The movement to help PSE transition from coal to clean energy has recently galvanized Washingtonians who see costly coal pollution as standing in the way of much needed local clean energy jobs and a sustainable energy infrastructure. Residents say that PSE’s plan for another 20 years of coal fired pollution from its coal plant should serve as a wake up call to take immediate action.
“Our future does not lie in old, dirty coal-fired power, but in making homes more sustainable, lowering electricity bills, and creating a wave of innovation in the wind and solar industries,” said Dave Asher, a Kirkland, WA, city council member. “As we upgrade our buildings and invest in new sources of energy, we can create jobs, stimulate new businesses, and create a diverse and safe energy future.”
More than 150 coal plants across the country, including the Northwest’s TransAlta and Boardman plants, are on a path to retirement as the U.S. moves away from its reliance on coal.
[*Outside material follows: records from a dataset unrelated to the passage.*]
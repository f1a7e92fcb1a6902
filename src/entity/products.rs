use sea_orm::entity::prelude::*;

#[derive(Clone, Debug, PartialEq, DeriveEntityModel)]
#[sea_orm(table_name = "products")]
pub struct Model {
    #[sea_orm(primary_key)]
    pub id: Uuid,
    pub category_id: Uuid,
    pub name: String,
    #[sea_orm(unique)]
    pub slug: String,
    pub description: Option<String>,
    pub price: i64,
    pub stock: i32,
    /// Grams.
    pub weight: i32,
    pub is_active: bool,
    pub created_at: DateTimeWithTimeZone,
    pub updated_at: DateTimeWithTimeZone,
}

#[derive(Copy, Clone, Debug, EnumIter, DeriveRelation)]
pub enum Relation {
    #[sea_orm(
        belongs_to = "super::categories::Entity",
        from = "Column::CategoryId",
        to = "super::categories::Column::Id"
    )]
    Categories,
    #[sea_orm(has_many = "super::product_images::Entity")]
    ProductImages,
    #[sea_orm(has_many = "super::cart_items::Entity")]
    CartItems,
    #[sea_orm(has_many = "super::order_items::Entity")]
    OrderItems,
}

impl Related<super::categories::Entity> for Entity {
    fn to() -> RelationDef {
        Relation::Categories.def()
    }
}

impl Related<super::product_images::Entity> for Entity {
    fn to() -> RelationDef {
        Relation::ProductImages.def()
    }
}

impl Related<super::cart_items::Entity> for Entity {
    fn to() -> RelationDef {
        Relation::CartItems.def()
    }
}

impl Related<super::order_items::Entity> for Entity {
    fn to() -> RelationDef {
        Relation::OrderItems.def()
    }
}

impl ActiveModelBehavior for ActiveModel {}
This has opened up the doors to a flood of clean energy investment and a new era of healthy air and clean power.
“PSE’s final recommendation puts ratepayers at risk because its coal plant is riddled with potential liabilities,” said Eric de Place of Sightline Institute. “PSE’s customers could find themselves facing more costs for addressing public health concerns, complying with clean air laws and reducing carbon emissions.”
Activists from all around PSE’s territory joined in yesterday’s event. Annie Newcomb, an activist from Issaquah, WA, says that in the next few years, PSE will be faced with increasing costs for pollution controls at its aging coal plant. “They, and we, have a choice to make—dump hundreds of millions of dollars of our hard-earned money into an outdated coal plant, or invest in clean energy jobs here in the Northwest,” said Newcomb.
Chiara D'Angelo, a high-school student from Bainbridge Island, says that the threat of climate disruption concerns many of her friends and classmates, and she worries about what the future will look like if the problem worsens. “This coal plant is a huge contributor to climate change, an urgent threat to our families, communities and to future generations. The cost of climate change impacts is too great to ignore. I expect my PSE to create a more sustainable future,” said D’Angelo.
The group urged local residents to make sure their voices are heard by sending comments to the Utility and Transportation Commission to call for a true assessment of costs for PSE’s coal consumption. The public comment process commenced yesterday with the release of PSE’s Integrated Resource Plan.